• [TASK REQUIREMENTS]
The number of lines in the records that include "Clone" is all you should give.

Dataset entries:
○ ○ ○

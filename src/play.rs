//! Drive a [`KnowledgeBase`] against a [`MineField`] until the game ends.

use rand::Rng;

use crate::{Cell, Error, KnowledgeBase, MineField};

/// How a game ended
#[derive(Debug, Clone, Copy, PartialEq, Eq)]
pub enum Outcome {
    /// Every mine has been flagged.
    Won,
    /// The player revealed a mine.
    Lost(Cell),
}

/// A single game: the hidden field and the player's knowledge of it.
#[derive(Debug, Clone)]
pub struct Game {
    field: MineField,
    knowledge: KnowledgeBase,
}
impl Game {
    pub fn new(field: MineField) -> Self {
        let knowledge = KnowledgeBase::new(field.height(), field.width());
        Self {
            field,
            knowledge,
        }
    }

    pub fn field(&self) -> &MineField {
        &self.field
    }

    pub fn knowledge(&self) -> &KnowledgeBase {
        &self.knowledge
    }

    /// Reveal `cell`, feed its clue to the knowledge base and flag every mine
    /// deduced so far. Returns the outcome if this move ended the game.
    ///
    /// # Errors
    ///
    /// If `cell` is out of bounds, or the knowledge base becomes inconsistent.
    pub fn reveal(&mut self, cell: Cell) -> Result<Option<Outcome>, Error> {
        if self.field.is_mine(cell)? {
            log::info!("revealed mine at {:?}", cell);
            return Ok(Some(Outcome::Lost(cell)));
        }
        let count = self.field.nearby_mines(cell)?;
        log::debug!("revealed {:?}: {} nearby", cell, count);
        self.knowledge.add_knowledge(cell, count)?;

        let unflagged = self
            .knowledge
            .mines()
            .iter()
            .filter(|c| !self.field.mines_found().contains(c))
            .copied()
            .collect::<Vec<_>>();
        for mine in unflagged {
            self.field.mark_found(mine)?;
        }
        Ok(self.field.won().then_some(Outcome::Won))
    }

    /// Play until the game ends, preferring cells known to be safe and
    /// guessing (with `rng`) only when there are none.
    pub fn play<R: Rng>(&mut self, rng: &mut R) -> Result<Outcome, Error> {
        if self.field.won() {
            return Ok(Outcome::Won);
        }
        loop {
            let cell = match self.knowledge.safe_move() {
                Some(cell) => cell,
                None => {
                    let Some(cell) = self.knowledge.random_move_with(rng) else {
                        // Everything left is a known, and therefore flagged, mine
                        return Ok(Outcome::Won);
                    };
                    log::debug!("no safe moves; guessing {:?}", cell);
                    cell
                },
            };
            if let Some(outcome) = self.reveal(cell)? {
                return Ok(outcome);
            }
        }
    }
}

○ ○ ○

• [ANSWER FOR THIS EXERCISE]
2